The rules differ from previous guidelines in that police have powers to enforce them, and businesses will be expected to as well. Individuals who fail to comply can be handed a £100 fine, doubling with each offence, to a maximum of £3,200. Operators will also be required to collect details for track and trace; previously, it was merely guidance. Business that fail to ensure their premises adhere to the rules face fines.
“It raises concerns,” says James Lyon-Shaw, who runs The Drumming Snipe and Greene Oak, in Surrey and Berkshire. “But when you actually digest it, how it affects us specifically, it won’t have a massive impact. From the start we chose not to take tables over six, and we wouldn’t take tables of more than two households.”
Lyon-Shaw admits it can be tough to manage, but says it has worked well and the vast majority of guests have been compliant and understanding. He admits it’s difficult to establish who is in a household, and there’s a common misconception that a family counts as a household, even if they don’t live together.

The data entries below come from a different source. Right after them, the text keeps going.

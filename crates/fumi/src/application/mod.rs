//! Application Layer (Use Cases)
//!
//! Orchestrates domain operations and coordinates between
//! the directory, the local store and the reveal state machine.

mod greeting_session;
mod session_cache;

pub use greeting_session::GreetingSession;
pub use session_cache::{SessionCache, CACHE_KEY};
//! Fumi Domain Library
//!
//! Core domain types and interfaces for the wedding greeting letter.
//!
//! # Architecture
//!
//! - **Domain Layer** (`domain/`): Pure business entities and logic
//!   - `entities/`: GuestRecord, ResolvedGuest
//!   - `value_objects/`: SearchKey, RevealState, LookupFailure
//!   - `services/`: resolver, reveal state machine, reset tap counter
//!   - `errors/`: Domain-specific error types
//!
//! - **Ports** (`ports/`): Abstract interfaces (traits)
//!   - `GuestDirectory`: where guest records come from
//!   - `KeyValueStore`: client-local persistent storage
//!   - `Clock`: time source for timed transitions
//!
//! - **Application** (`application/`): Use cases wiring ports and domain
//!   - `SessionCache`: persisted resolved guest
//!   - `GreetingSession`: one visitor's lookup-and-reveal flow
//!
//! # Usage
//!
//! ```rust,ignore
//! use fumi::{GreetingSession, RevealEvent, SystemClock};
//!
//! let mut session = GreetingSession::start(directory, store, SystemClock, Default::default());
//! session.handle(RevealEvent::EditName("すずき たろう".into()))?;
//! let actions = session.submit().await?;
//! ```

pub mod application;
pub mod domain;
pub mod ports;

// Re-export commonly used types
pub use application::{GreetingSession, SessionCache, CACHE_KEY};
pub use domain::{
    normalize, resolve, DomainError, GuestRecord, LookupFailure, ResetTapCounter, ResolvedGuest,
    RevealAction, RevealEvent, RevealMachine, RevealState, RevealTimings, SearchKey,
    TapOutcome,
};
pub use ports::{
    Clock, GuestDirectory, KeyValueStore, ManualClock, MemoryStore, StaticDirectory, SystemClock,
};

Stuart Young runs two pubs in Northumberland, The Blackbird and The Northumberland Arms, and also says he has enforced the guidance. “We get dozens of requests a week for large tables, we’re constantly saying no, and offending people by doing so,” says Young, who was hospitalised with Covid-19. He hopes the change will simplify things, and give pub “a bit more teeth” against customers who wish to flout the rules.
Could pubs and restaurants close again?
It is possible, though nothing has been announced yet. Local lockdowns and curfews have been enforced throughout the summer, and the most recent, in Bolton, has seen a return to takeaway and delivery only for pubs and restaurants.
In Caerphilly, which is run by the devolved Welsh Parliament, hospitality businesses have been allowed to remain open, though operators should check if customers are from the same household.